Lately I've been exploring Pyro, a recent development in probabilistic programming from Uber AI Labs. It's an exciting development that has a huge potential for large-scale applications.
In any technical writing, it's common (at least for me) to realize I need to add some introductory material before moving on. In writing about Pyro, this happened quite a bit, to the point that it warranted this post as a kind of warm-up.
What is Pyro?
Pyro bills itself as "Deep Universal Probabilistic Programming". Some of those terms might be new, so let's deconstruct it.
"Deep"
This is probably the most widely-known of these terms, and of course refers to deep learning. Pyro is built on PyTorch, a popular deep-learning library from Facebook.

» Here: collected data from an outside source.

//! Harvest v1 HTTP client

use std::fmt;
use std::time::Duration;

use async_trait::async_trait;
use harvestmine_core::TimeTrackingClient;
use harvestmine_domain::{DayEntries, Result, SyncError, TimeEntry};
use reqwest::header::{HeaderMap, HeaderValue, ACCEPT};
use reqwest::{Method, RequestBuilder, Response};
use serde::de::DeserializeOwned;
use tracing::{debug, info};

use super::types::{UpdateEntryRequest, WhoAmI};
use crate::errors::status_error;
use crate::http::HttpClient;

const DEFAULT_TIMEOUT_SECS: u64 = 30;

/// Harvest client authenticated with email and password
pub struct HarvestClient {
    base_url: String,
    email: String,
    password: String,
    http_client: HttpClient,
}

impl fmt::Debug for HarvestClient {
    fn fmt(&self, f: &mut fmt::Formatter<'_>) -> fmt::Result {
        f.debug_struct("HarvestClient")
            .field("base_url", &self.base_url)
            .field("email", &self.email)
            .field("password", &"<redacted>")
            .finish_non_exhaustive()
    }
}

impl HarvestClient {
    /// Create a client for the account at `base_url`
    ///
    /// No request is made until [`TimeTrackingClient::authenticate`].
    ///
    /// # Errors
    /// Returns an error if the underlying HTTP client cannot be built.
    pub fn new(
        base_url: impl Into<String>,
        email: impl Into<String>,
        password: impl Into<String>,
    ) -> Result<Self> {
        let mut headers = HeaderMap::new();
        headers.insert(ACCEPT, HeaderValue::from_static("application/json"));

        let http_client = HttpClient::builder()
            .timeout(Duration::from_secs(DEFAULT_TIMEOUT_SECS))
            .user_agent(crate::USER_AGENT)
            .default_headers(headers)
            .build()?;

        Ok(Self {
            base_url: base_url.into().trim_end_matches('/').to_string(),
            email: email.into(),
            password: password.into(),
            http_client,
        })
    }

    fn request(&self, method: Method, path: &str) -> RequestBuilder {
        self.http_client
            .request(method, format!("{}{path}", self.base_url))
            .basic_auth(&self.email, Some(&self.password))
    }

    /// Send the request and fail on any non-success status
    async fn execute(&self, builder: RequestBuilder) -> Result<Response> {
        let response = self.http_client.send(builder).await?;
        let status = response.status();

        if !status.is_success() {
            let body = response.text().await.unwrap_or_default();
            debug!(status = status.as_u16(), body = %body, "Harvest request failed");
            return Err(status_error(status));
        }

        Ok(response)
    }

    async fn execute_json<T: DeserializeOwned>(&self, builder: RequestBuilder) -> Result<T> {
        let response = self.execute(builder).await?;
        response.json::<T>().await.map_err(|e| {
            SyncError::Internal(format!("Failed to parse Harvest response: {e}"))
        })
    }
}

#[async_trait]
impl TimeTrackingClient for HarvestClient {
    async fn authenticate(&self) -> Result<()> {
        let who: WhoAmI = self.execute_json(self.request(Method::GET, "/account/who_am_i")).await?;
        info!(user_id = who.user.id, email = %who.user.email, "authenticated against Harvest");
        Ok(())
    }

    async fn get_day(&self, day_of_year: u32, year: i32) -> Result<DayEntries> {
        let path = format!("/daily/{day_of_year}/{year}");
        let day: DayEntries = self.execute_json(self.request(Method::GET, &path)).await?;
        debug!(day_of_year, year, entries = day.day_entries.len(), "fetched Harvest day");
        Ok(day)
    }

    async fn update(&self, entry: &TimeEntry) -> Result<()> {
        let path = format!("/daily/update/{}", entry.id);
        let body = UpdateEntryRequest::from(entry);
        self.execute(self.request(Method::POST, &path).json(&body)).await?;
        debug!(entry_id = entry.id, "updated Harvest entry");
        Ok(())
    }
}
//! Sync outcomes and the activity lookup table.

use std::collections::BTreeMap;

use chrono::NaiveDate;
use serde::{Deserialize, Serialize};

use super::entry::{EntryId, TimeEntry};
use super::redmine::ActivityId;
use crate::errors::SyncError;
use crate::impl_status_conversions;

/// Redmine issue number
pub type TicketId = u32;

/// Activity name → Redmine activity id, restricted to the configured names.
#[derive(Debug, Clone, Default, PartialEq, Eq, Serialize, Deserialize)]
#[serde(transparent)]
pub struct ActivityMap(BTreeMap<String, ActivityId>);

impl ActivityMap {
    #[must_use]
    pub fn new() -> Self {
        Self::default()
    }

    pub fn insert(&mut self, name: impl Into<String>, id: ActivityId) {
        self.0.insert(name.into(), id);
    }

    #[must_use]
    pub fn get(&self, name: &str) -> Option<ActivityId> {
        self.0.get(name).copied()
    }

    #[must_use]
    pub fn contains(&self, name: &str) -> bool {
        self.0.contains_key(name)
    }

    #[must_use]
    pub fn len(&self) -> usize {
        self.0.len()
    }

    #[must_use]
    pub fn is_empty(&self) -> bool {
        self.0.is_empty()
    }

    pub fn names(&self) -> impl Iterator<Item = &str> {
        self.0.keys().map(String::as_str)
    }
}

impl<S: Into<String>> FromIterator<(S, ActivityId)> for ActivityMap {
    fn from_iter<I: IntoIterator<Item = (S, ActivityId)>>(iter: I) -> Self {
        Self(iter.into_iter().map(|(name, id)| (name.into(), id)).collect())
    }
}

/// Outcome of syncing one entry
#[derive(Debug, Clone, Copy, PartialEq, Eq, Serialize, Deserialize)]
pub enum SyncStatus {
    Logged,
    Failed,
    /// Resolved but not written (dry run)
    Skipped,
}

impl_status_conversions!(SyncStatus {
    Logged => "Logged",
    Failed => "Failed",
    Skipped => "Skipped",
});

/// Per-entry report row.
#[derive(Debug, Clone, PartialEq, Serialize, Deserialize)]
pub struct SyncResult {
    pub date: NaiveDate,
    pub entry_id: EntryId,
    pub ticket: Option<TicketId>,
    /// Hours as recorded in Harvest, before any rounding.
    pub hours: f64,
    pub status: SyncStatus,
    /// Empty on success.
    pub error: String,
}

impl SyncResult {
    #[must_use]
    pub fn logged(date: NaiveDate, entry: &TimeEntry, ticket: TicketId) -> Self {
        Self::build(date, entry, Some(ticket), SyncStatus::Logged, String::new())
    }

    #[must_use]
    pub fn skipped(date: NaiveDate, entry: &TimeEntry, ticket: TicketId) -> Self {
        Self::build(date, entry, Some(ticket), SyncStatus::Skipped, String::new())
    }

    #[must_use]
    pub fn failed(
        date: NaiveDate,
        entry: &TimeEntry,
        ticket: Option<TicketId>,
        error: impl Into<String>,
    ) -> Self {
        Self::build(date, entry, ticket, SyncStatus::Failed, error.into())
    }

    #[must_use]
    pub fn is_failed(&self) -> bool {
        self.status == SyncStatus::Failed
    }

    fn build(
        date: NaiveDate,
        entry: &TimeEntry,
        ticket: Option<TicketId>,
        status: SyncStatus,
        error: String,
    ) -> Self {
        Self { date, entry_id: entry.id, ticket, hours: entry.hours, status, error }
    }
}

/// Everything a run produced.
///
/// `aborted` holds the run-level error that stopped the run after it had
/// started processing dates. The rows gathered up to that point are kept
/// because their entries were already written to both services.
#[derive(Debug, Clone, Default, PartialEq, Serialize, Deserialize)]
pub struct SyncReport {
    pub results: Vec<SyncResult>,
    #[serde(default, skip_serializing_if = "Option::is_none")]
    pub aborted: Option<SyncError>,
}

impl SyncReport {
    #[must_use]
    pub fn failed_count(&self) -> usize {
        self.results.iter().filter(|result| result.is_failed()).count()
    }

    /// Whether every date was processed
    #[must_use]
    pub const fn is_complete(&self) -> bool {
        self.aborted.is_none()
    }
}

PyTorch is similar in some ways to TensorFlow/Keras, but uses dynamic computational graphs; the graph defining the computational steps is built from scratch with each execution. We'll come back to this, as it turns out to be a crucial ingredient for Pyro's approach.
"Probabilistic Programming"
In the broadest sense, probabilistic programming is "programming language support for reasoning about probabilities". There are lots of scopes for this, depending what you mean by "support" and "reasoning", but by far the most common (and the target of Pyro) involves automation of Bayesian inference.
Through decades of research and development, there have been many probabilistic programming languages, perhaps the best-known of which have included BUGS, JAGS, and most recently Stan. These (and many less widely-known developments) share the constraint that the number and type of random choices is known statically, before the model is "run".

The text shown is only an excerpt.